En ce début de 2008, les Johannais ont au moins deux bonnes raisons d'être optimistes.

Sous l'impulsion énergique de l'organisme Rues Principales, le centre-ville est en train de reprendre vie.

Les constructions les plus hideuses ont été rasées, un parc au bord de la rivière a été mis en valeur. Il est question d'enfouir les fils électriques qui défigurent le quartier patrimonial.

Là même où s'étalait un environnement urbain désolant il y a à peine dix ans, les complexes d'appartements et de condos haut de gamme sont nombreux.

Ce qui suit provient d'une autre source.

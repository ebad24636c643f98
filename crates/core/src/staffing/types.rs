//! Assignment record types.

use chrono::{DateTime, Utc};
use serde::{Deserialize, Serialize};
use std::fmt;

use fixora_shared::types::{BookingId, StaffId};

/// Status of a staff assignment record.
#[derive(Debug, Clone, Copy, PartialEq, Eq, Serialize, Deserialize)]
#[serde(rename_all = "lowercase")]
pub enum AssignmentStatus {
    /// The staff member currently owns the booking.
    Active,
    /// Superseded by a reassignment transfer.
    Transferred,
    /// Released (cancellation, completion cleanup, or staff unlink).
    Removed,
}

impl AssignmentStatus {
    /// Returns the string representation of the status.
    #[must_use]
    pub fn as_str(&self) -> &'static str {
        match self {
            Self::Active => "active",
            Self::Transferred => "transferred",
            Self::Removed => "removed",
        }
    }
}

impl fmt::Display for AssignmentStatus {
    fn fmt(&self, f: &mut fmt::Formatter<'_>) -> fmt::Result {
        write!(f, "{}", self.as_str())
    }
}

/// A staff member's link to a booking.
///
/// At most one ACTIVE assignment exists per booking; superseded records
/// are retained in the ledger history for audit.
#[derive(Debug, Clone, PartialEq, Eq, Serialize, Deserialize)]
pub struct StaffAssignment {
    /// The assigned staff member.
    pub staff_id: StaffId,
    /// The booking being worked.
    pub booking_id: BookingId,
    /// Record status.
    pub status: AssignmentStatus,
    /// When the assignment was created.
    pub assigned_at: DateTime<Utc>,
}

#[cfg(test)]
mod tests {
    use super::*;

    #[test]
    fn test_status_as_str() {
        assert_eq!(AssignmentStatus::Active.as_str(), "active");
        assert_eq!(AssignmentStatus::Transferred.as_str(), "transferred");
        assert_eq!(AssignmentStatus::Removed.as_str(), "removed");
    }
}
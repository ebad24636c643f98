//! Payment request and split types.

use chrono::{DateTime, Utc};
use rust_decimal::Decimal;
use serde::{Deserialize, Serialize};
use std::fmt;

use fixora_shared::types::BookingId;

/// Status of a staff payment request.
///
/// Valid transitions: Pending → Paid (payout success), Pending → Failed
/// (payout failure, may be re-queued to Pending), Pending → Cancelled
/// (provider rejects). Paid and Cancelled are terminal.
#[derive(Debug, Clone, Copy, PartialEq, Eq, Serialize, Deserialize)]
#[serde(rename_all = "lowercase")]
pub enum PaymentRequestStatus {
    /// Awaiting provider approval / payout execution.
    Pending,
    /// Payout completed (terminal).
    Paid,
    /// Payout failed; may be re-queued.
    Failed,
    /// Rejected by the provider (terminal).
    Cancelled,
}

impl PaymentRequestStatus {
    /// Returns the string representation of the status.
    #[must_use]
    pub fn as_str(&self) -> &'static str {
        match self {
            Self::Pending => "pending",
            Self::Paid => "paid",
            Self::Failed => "failed",
            Self::Cancelled => "cancelled",
        }
    }

    /// Parses a status from a string.
    pub fn parse(s: &str) -> Option<Self> {
        match s.to_lowercase().as_str() {
            "pending" => Some(Self::Pending),
            "paid" => Some(Self::Paid),
            "failed" => Some(Self::Failed),
            "cancelled" => Some(Self::Cancelled),
            _ => None,
        }
    }

    /// Returns true if no transition leads out of this status.
    #[must_use]
    pub fn is_terminal(&self) -> bool {
        matches!(self, Self::Paid | Self::Cancelled)
    }
}

impl fmt::Display for PaymentRequestStatus {
    fn fmt(&self, f: &mut fmt::Formatter<'_>) -> fmt::Result {
        write!(f, "{}", self.as_str())
    }
}

/// Result of splitting a booking amount between staff and platform.
#[derive(Debug, Clone, Copy, PartialEq, Eq, Serialize, Deserialize)]
pub struct PaymentSplit {
    /// The staff payout, rounded down.
    pub staff_amount: Decimal,
    /// What the platform retains.
    pub platform_amount: Decimal,
}

/// A staff payout request derived from a completed, paid booking.
#[derive(Debug, Clone, Serialize, Deserialize)]
pub struct PaymentRequest {
    /// The booking being paid out.
    pub booking_id: BookingId,
    /// The booking's service price.
    pub requested_amount: Decimal,
    /// Configured staff percentage, in (0, 100].
    pub percentage: Decimal,
    /// The staff share: `floor(requested_amount × percentage / 100)`.
    pub staff_amount: Decimal,
    /// Request status.
    pub status: PaymentRequestStatus,
    /// Provider's reason when the request was rejected.
    pub rejection_reason: Option<String>,
    /// When the request was created.
    pub requested_at: DateTime<Utc>,
}
//! Application configuration management.

use serde::Deserialize;

/// Application configuration.
#[derive(Debug, Clone, Deserialize)]
pub struct AppConfig {
    /// Payment-link configuration.
    pub payment: PaymentConfig,
    /// Payout configuration.
    pub payout: PayoutConfig,
}

/// Payment-link configuration.
#[derive(Debug, Clone, Deserialize)]
pub struct PaymentConfig {
    /// Minutes a checkout payment link stays valid.
    #[serde(default = "default_link_expiry_minutes")]
    pub link_expiry_minutes: i64,
}

fn default_link_expiry_minutes() -> i64 {
    30
}

/// Payout configuration.
#[derive(Debug, Clone, Deserialize)]
pub struct PayoutConfig {
    /// Default staff percentage applied when a business has not
    /// configured its own split.
    #[serde(default = "default_staff_percentage")]
    pub default_staff_percentage: u32,
}

fn default_staff_percentage() -> u32 {
    70
}

impl Default for AppConfig {
    fn default() -> Self {
        Self {
            payment: PaymentConfig {
                link_expiry_minutes: default_link_expiry_minutes(),
            },
            payout: PayoutConfig {
                default_staff_percentage: default_staff_percentage(),
            },
        }
    }
}

impl AppConfig {
    /// Loads configuration from environment and config files.
    ///
    /// # Errors
    ///
    /// Returns an error if configuration cannot be loaded.
    pub fn load() -> Result<Self, config::ConfigError> {
        let run_mode = std::env::var("RUN_MODE").unwrap_or_else(|_| "development".to_string());

        let config = config::Config::builder()
            .add_source(config::File::with_name("config/default").required(false))
            .add_source(config::File::with_name(&format!("config/{run_mode}")).required(false))
            .add_source(config::Environment::with_prefix("FIXORA").separator("__"))
            .build()?;

        config.try_deserialize()
    }
}

#[cfg(test)]
mod tests {
    use super::*;

    #[test]
    fn test_default_config() {
        let config = AppConfig::default();
        assert_eq!(config.payment.link_expiry_minutes, 30);
        assert_eq!(config.payout.default_staff_percentage, 70);
    }
}
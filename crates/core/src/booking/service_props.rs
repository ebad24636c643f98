//! Property-based tests for BookingService.

use proptest::prelude::*;

use fixora_shared::types::{CustomerId, StaffId};

use crate::booking::error::BookingError;
use crate::booking::service::BookingService;
use crate::booking::types::{BookingState, BookingStatus, PaymentStatus, TrackingStatus};

fn arb_booking_status() -> impl Strategy<Value = BookingStatus> {
    prop_oneof![
        Just(BookingStatus::Pending),
        Just(BookingStatus::PendingPayment),
        Just(BookingStatus::Confirmed),
        Just(BookingStatus::CancelRequested),
        Just(BookingStatus::Cancelled),
        Just(BookingStatus::Completed),
    ]
}

fn arb_payment_status() -> impl Strategy<Value = PaymentStatus> {
    prop_oneof![
        Just(PaymentStatus::Pending),
        Just(PaymentStatus::Paid),
        Just(PaymentStatus::Failed),
        Just(PaymentStatus::Cancelled),
    ]
}

fn arb_tracking_status() -> impl Strategy<Value = TrackingStatus> {
    prop_oneof![
        Just(TrackingStatus::NotStarted),
        Just(TrackingStatus::BookingStarted),
        Just(TrackingStatus::ProviderOnTheWay),
        Just(TrackingStatus::ServiceStarted),
        Just(TrackingStatus::Completed),
    ]
}

/// Any combination of the three statuses, valid or not.
fn arb_state() -> impl Strategy<Value = BookingState> {
    (arb_booking_status(), arb_payment_status(), arb_tracking_status()).prop_map(
        |(booking, payment, tracking)| BookingState {
            booking,
            payment,
            tracking,
        },
    )
}

/// Only combinations reachable through the state machine.
fn arb_valid_state() -> impl Strategy<Value = BookingState> {
    arb_state().prop_filter("valid combination", BookingState::is_valid)
}

proptest! {
    #![proptest_config(ProptestConfig::with_cases(256))]

    /// Closure: every accepted transition lands on a valid combination.
    /// The state machine can never manufacture an invalid triple.
    #[test]
    fn prop_transitions_preserve_validity(state in arb_valid_state(), to in arb_tracking_status()) {
        let staff = StaffId::from_uuid(uuid::Uuid::nil());
        let customer = CustomerId::from_uuid(uuid::Uuid::nil());

        let results = [
            BookingService::confirm_payment(state),
            BookingService::fail_payment(state),
            BookingService::reissue_payment_link(state),
            BookingService::confirm(state),
            BookingService::advance_tracking(state, to, staff),
            BookingService::request_cancellation(state, customer),
            BookingService::finalize_cancellation(state),
            BookingService::cancel_by_business(state, "reason".to_string()),
        ];
        for result in results {
            if let Ok(transition) = result {
                prop_assert!(
                    transition.new_state().is_valid(),
                    "transition out of {} produced invalid {}",
                    state, transition.new_state()
                );
            }
        }
    }

    /// A booking can never reach Completed while payment is not Paid.
    #[test]
    fn prop_completion_requires_paid(state in arb_valid_state()) {
        let staff = StaffId::from_uuid(uuid::Uuid::nil());
        if let Ok(transition) =
            BookingService::advance_tracking(state, TrackingStatus::Completed, staff)
        {
            prop_assert_eq!(transition.new_state().payment, PaymentStatus::Paid);
        }
    }

    /// Once tracking has left NotStarted, cancellation is refused for
    /// every booking status.
    #[test]
    fn prop_no_cancellation_after_start(state in arb_valid_state()) {
        prop_assume!(state.tracking != TrackingStatus::NotStarted);
        let customer = CustomerId::from_uuid(uuid::Uuid::nil());
        prop_assert!(BookingService::request_cancellation(state, customer).is_err());
        prop_assert!(
            BookingService::cancel_by_business(state, "reason".to_string()).is_err()
        );
    }

    /// Terminal states admit no transition at all.
    #[test]
    fn prop_terminal_states_are_closed(state in arb_valid_state(), to in arb_tracking_status()) {
        prop_assume!(state.is_terminal());
        let staff = StaffId::from_uuid(uuid::Uuid::nil());
        let customer = CustomerId::from_uuid(uuid::Uuid::nil());

        prop_assert!(BookingService::confirm_payment(state).is_err());
        prop_assert!(BookingService::fail_payment(state).is_err());
        prop_assert!(BookingService::reissue_payment_link(state).is_err());
        prop_assert!(BookingService::confirm(state).is_err());
        prop_assert!(BookingService::advance_tracking(state, to, staff).is_err());
        prop_assert!(BookingService::request_cancellation(state, customer).is_err());
        prop_assert!(BookingService::finalize_cancellation(state).is_err());
        prop_assert!(BookingService::cancel_by_business(state, "r".to_string()).is_err());
    }

    /// Tracking accepts exactly the next step and rejects everything else.
    #[test]
    fn prop_tracking_strictly_ordered(
        payment in arb_payment_status(),
        from in arb_tracking_status(),
        to in arb_tracking_status()
    ) {
        let state = BookingState {
            booking: BookingStatus::Confirmed,
            payment,
            tracking: from,
        };
        prop_assume!(state.is_valid());

        let staff = StaffId::from_uuid(uuid::Uuid::nil());
        let result = BookingService::advance_tracking(state, to, staff);
        if from.next() == Some(to) {
            if to == TrackingStatus::Completed && payment != PaymentStatus::Paid {
                let matched = matches!(result, Err(BookingError::UnpaidCompletion { .. }));
                prop_assert!(matched);
            } else {
                prop_assert!(result.is_ok());
            }
        } else {
            let matched = matches!(result, Err(BookingError::TrackingOutOfOrder { .. }));
            prop_assert!(matched);
        }
    }
}
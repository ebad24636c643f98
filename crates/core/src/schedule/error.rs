//! Schedule error types.

use chrono::NaiveTime;
use thiserror::Error;

use fixora_shared::types::clock::ClockTimeError;

/// Errors raised while validating a working window or generating slots.
///
/// Every variant is a configuration problem: the window must be corrected
/// by the provider before slots can be generated.
#[derive(Debug, Error, PartialEq, Eq)]
pub enum ScheduleError {
    /// A working-hours field is not a valid `HH:MM` time.
    #[error("Invalid clock time: {0}")]
    InvalidTime(#[from] ClockTimeError),

    /// The window closes before (or when) it opens.
    #[error("Working window must open before it closes ({start}..{end})")]
    WindowOutOfOrder {
        /// Opening time.
        start: NaiveTime,
        /// Closing time.
        end: NaiveTime,
    },

    /// The break ends before it starts.
    #[error("Break must start before it ends ({break_start}..{break_end})")]
    BreakOutOfOrder {
        /// Break start.
        break_start: NaiveTime,
        /// Break end.
        break_end: NaiveTime,
    },

    /// The break does not fall strictly inside the working window.
    #[error(
        "Break {break_start}..{break_end} must fall strictly inside working hours {start}..{end}"
    )]
    BreakOutsideWindow {
        /// Opening time.
        start: NaiveTime,
        /// Closing time.
        end: NaiveTime,
        /// Break start.
        break_start: NaiveTime,
        /// Break end.
        break_end: NaiveTime,
    },

    /// Slot duration must be positive.
    #[error("Slot duration must be greater than zero")]
    ZeroSlotDuration,
}

impl ScheduleError {
    /// Returns the HTTP status code for this error.
    #[must_use]
    pub const fn status_code(&self) -> u16 {
        400
    }

    /// Returns the error code for API responses.
    #[must_use]
    pub const fn error_code(&self) -> &'static str {
        "CONFIGURATION_ERROR"
    }
}
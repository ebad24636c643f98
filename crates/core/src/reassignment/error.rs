//! Reassignment error types.

use thiserror::Error;

use fixora_shared::types::{BookingId, StaffId};

use crate::reassignment::types::UnlinkPhase;

/// Errors that can occur during the staff-unlink workflow.
#[derive(Debug, Error)]
pub enum ReassignmentError {
    /// Operation attempted in the wrong workflow phase.
    #[error("Unlink workflow is in phase {phase}, expected {expected}")]
    InvalidPhase {
        /// The current phase.
        phase: UnlinkPhase,
        /// The phase the operation requires.
        expected: UnlinkPhase,
    },

    /// The booking is not part of the in-flight set under transfer.
    #[error("Booking {booking_id} is not part of this unlink workflow")]
    UnknownBooking {
        /// The unknown booking.
        booking_id: BookingId,
    },

    /// A replacement cannot be the staff member being removed.
    #[error("Staff {staff_id} cannot be their own replacement")]
    SelfTransfer {
        /// The offending staff member.
        staff_id: StaffId,
    },

    /// The selected replacement is not in the available pool.
    #[error("Staff {staff_id} is not an available replacement for this business")]
    ReplacementNotAvailable {
        /// The rejected replacement.
        staff_id: StaffId,
    },

    /// Commit attempted while in-flight bookings lack replacements.
    #[error("{} booking(s) still need a replacement before the unlink can proceed", missing.len())]
    IncompleteTransfer {
        /// Bookings without a replacement selection.
        missing: Vec<BookingId>,
    },

    /// The atomic commit failed part-way and was rolled back.
    #[error("Transfer of booking {booking_id} failed, unlink rolled back: {reason}")]
    TransferCommit {
        /// The booking whose transfer failed.
        booking_id: BookingId,
        /// Backend failure description.
        reason: String,
    },

    /// Partially transferred ledger state detected after commit.
    ///
    /// Fatal: further automated unlink processing for this staff member
    /// must halt until manually reconciled.
    #[error("Partially transferred state detected for staff {staff_id}; manual reconciliation required")]
    PartialCommitDetected {
        /// The staff member whose unlink is corrupted.
        staff_id: StaffId,
    },
}

impl ReassignmentError {
    /// Returns the HTTP status code for this error.
    #[must_use]
    pub const fn status_code(&self) -> u16 {
        match self {
            Self::SelfTransfer { .. } => 400,
            Self::InvalidPhase { .. } => 409,
            Self::UnknownBooking { .. } => 404,
            Self::ReplacementNotAvailable { .. } | Self::IncompleteTransfer { .. } => 422,
            Self::TransferCommit { .. } | Self::PartialCommitDetected { .. } => 500,
        }
    }

    /// Returns the error code for API responses.
    #[must_use]
    pub const fn error_code(&self) -> &'static str {
        match self {
            Self::InvalidPhase { .. } => "INVALID_PHASE",
            Self::UnknownBooking { .. } => "UNKNOWN_BOOKING",
            Self::SelfTransfer { .. } => "SELF_TRANSFER",
            Self::ReplacementNotAvailable { .. } => "REPLACEMENT_NOT_AVAILABLE",
            Self::IncompleteTransfer { .. } => "INCOMPLETE_TRANSFER",
            Self::TransferCommit { .. } => "TRANSFER_COMMIT_FAILED",
            Self::PartialCommitDetected { .. } => "PARTIAL_COMMIT_DETECTED",
        }
    }

    /// Returns true if the error must halt automated processing.
    ///
    /// Everything else is recoverable by the caller after correcting
    /// input; only a detected partial commit is unsafe to retry.
    #[must_use]
    pub const fn is_fatal(&self) -> bool {
        matches!(self, Self::PartialCommitDetected { .. })
    }
}
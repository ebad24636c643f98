//! Bookable slot generation for Fixora.
//!
//! Turns a provider's configured working window (open/close, break, slot
//! duration) into the day's bookable slot inventory.
//!
//! # Modules
//!
//! - `types` - Working window and slot types
//! - `error` - Schedule-specific error types
//! - `service` - Slot generation logic

pub mod error;
pub mod service;
pub mod types;

#[cfg(test)]
mod service_props;

pub use error::ScheduleError;
pub use service::SlotGenerator;
pub use types::{Slot, SlotId, WorkingWindow};
//! Property-based tests for ReassignmentCoordinator.

use proptest::prelude::*;
use uuid::Uuid;

use fixora_shared::types::{BookingId, BusinessId, StaffId};

use crate::booking::types::TrackingStatus;
use crate::reassignment::coordinator::ReassignmentCoordinator;
use crate::reassignment::error::ReassignmentError;
use crate::reassignment::types::{InFlightBooking, UnlinkPhase};
use crate::staffing::ledger::StaffAvailabilityLedger;

fn staff(n: u128) -> StaffId {
    StaffId::from_uuid(Uuid::from_u128(n + 1))
}

fn booking(n: u128) -> BookingId {
    BookingId::from_uuid(Uuid::from_u128(n + 1000))
}

/// Builds a target with `count` in-flight bookings on a fresh ledger.
fn setup(count: usize) -> (StaffId, Vec<BookingId>, StaffAvailabilityLedger, ReassignmentCoordinator) {
    let target = staff(0);
    let bookings: Vec<BookingId> = (0..count as u128).map(booking).collect();
    let mut ledger = StaffAvailabilityLedger::new();
    let mut flights = Vec::new();
    for b in &bookings {
        ledger.assign(target, *b, true).unwrap();
        ledger.note_tracking(*b, TrackingStatus::BookingStarted);
        flights.push(InFlightBooking {
            booking_id: *b,
            tracking: TrackingStatus::BookingStarted,
        });
    }
    let pool: Vec<StaffId> = (1u128..4).map(staff).collect();
    let coordinator = ReassignmentCoordinator::begin(BusinessId::new(), target, flights, pool);
    (target, bookings, ledger, coordinator)
}

proptest! {
    #![proptest_config(ProptestConfig::with_cases(100))]

    /// All-or-nothing: confirm with any strict subset covered returns
    /// IncompleteTransfer naming exactly the uncovered bookings, and the
    /// ledger still shows every original assignment ACTIVE.
    #[test]
    fn prop_partial_coverage_never_commits(
        count in 1usize..6,
        covered_mask in proptest::collection::vec(any::<bool>(), 6),
        replacement_pick in 1u128..4,
    ) {
        let (target, bookings, mut ledger, mut coordinator) = setup(count);
        let replacement = staff(replacement_pick);

        let mut covered = 0;
        for (i, b) in bookings.iter().enumerate() {
            if covered_mask[i] {
                coordinator.select_replacement(*b, replacement).unwrap();
                covered += 1;
            }
        }
        prop_assume!(covered < count);

        match coordinator.confirm() {
            Err(ReassignmentError::IncompleteTransfer { missing }) => {
                prop_assert_eq!(missing.len(), count - covered);
            }
            other => prop_assert!(false, "expected IncompleteTransfer, got {:?}", other.map(|_| ())),
        }

        prop_assert_eq!(coordinator.phase(), UnlinkPhase::Transfer);
        for b in &bookings {
            let assignment = ledger.active_assignment(*b);
            prop_assert!(assignment.is_some_and(|a| a.staff_id == target));
        }
        // Commit out of phase is refused too.
        prop_assert!(coordinator.commit(&mut ledger).is_err());
    }

    /// Full coverage commits atomically: every in-flight booking ends up
    /// owned by its replacement and the target holds nothing.
    #[test]
    fn prop_full_coverage_commits_atomically(
        count in 0usize..6,
        picks in proptest::collection::vec(1u128..4, 6),
    ) {
        let (target, bookings, mut ledger, mut coordinator) = setup(count);

        for (i, b) in bookings.iter().enumerate() {
            coordinator.select_replacement(*b, staff(picks[i])).unwrap();
        }
        let plan = coordinator.confirm().unwrap();
        prop_assert_eq!(plan.len(), count);

        let summaries = coordinator.commit(&mut ledger).unwrap();
        prop_assert_eq!(summaries.len(), count);
        prop_assert_eq!(coordinator.phase(), UnlinkPhase::Committed);

        for (i, b) in bookings.iter().enumerate() {
            let assignment = ledger.active_assignment(*b);
            prop_assert!(assignment.is_some_and(|a| a.staff_id == staff(picks[i])));
        }
        prop_assert!(ledger.active_bookings_for(target).is_empty());
    }
}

Déserté pendant des années, le centre-ville est en train de se repeupler, et les nouveaux arrivants sont des ménages à revenus moyens ou élevés.

L'autre bonne nouvelle, c'est l'état de santé du marché du travail.

Certes, comme partout en Amérique du Nord, Saint-Jean-sur-Richelieu a subi les contrecoups de la crise du manufacturier.

Entre 2002 et 2006, le nombre d'emplois manufacturiers est passé de 10 197 à 9515. Cette perte de plus de 600 emplois est dure à avaler, mais demeure relativement faible si on la compare aux massacres survenus ailleurs.

Le bon côté de la médaille, c'est que les entreprises ont continué d'investir dans l'outillage et l'équipement. Toujours entre 2002 et 2006, les immobilisations du secteur manufacturier sont passées de 58 à 104 millions.

Cela se traduira par des gains de productivité et, au bout du compte, par le maintien de milliers d'emplois.

Enfin, les pertes d'emplois dans le manufacturier ont été largement compensées par les emplois créés ailleurs.

Le ministère de la Défense, qui a décidé de relancer le Collège militaire, a créé plus de 900 emplois au cours de la seule année 2006.

Selon les calculs du journal Le Canada français, les 12 principaux employeurs de Saint-Jean, tous secteurs confondus, ont créé 1800 emplois en une seule année.

C'est trois fois plus que les 600 emplois perdus en cinq ans dans le manufacturier.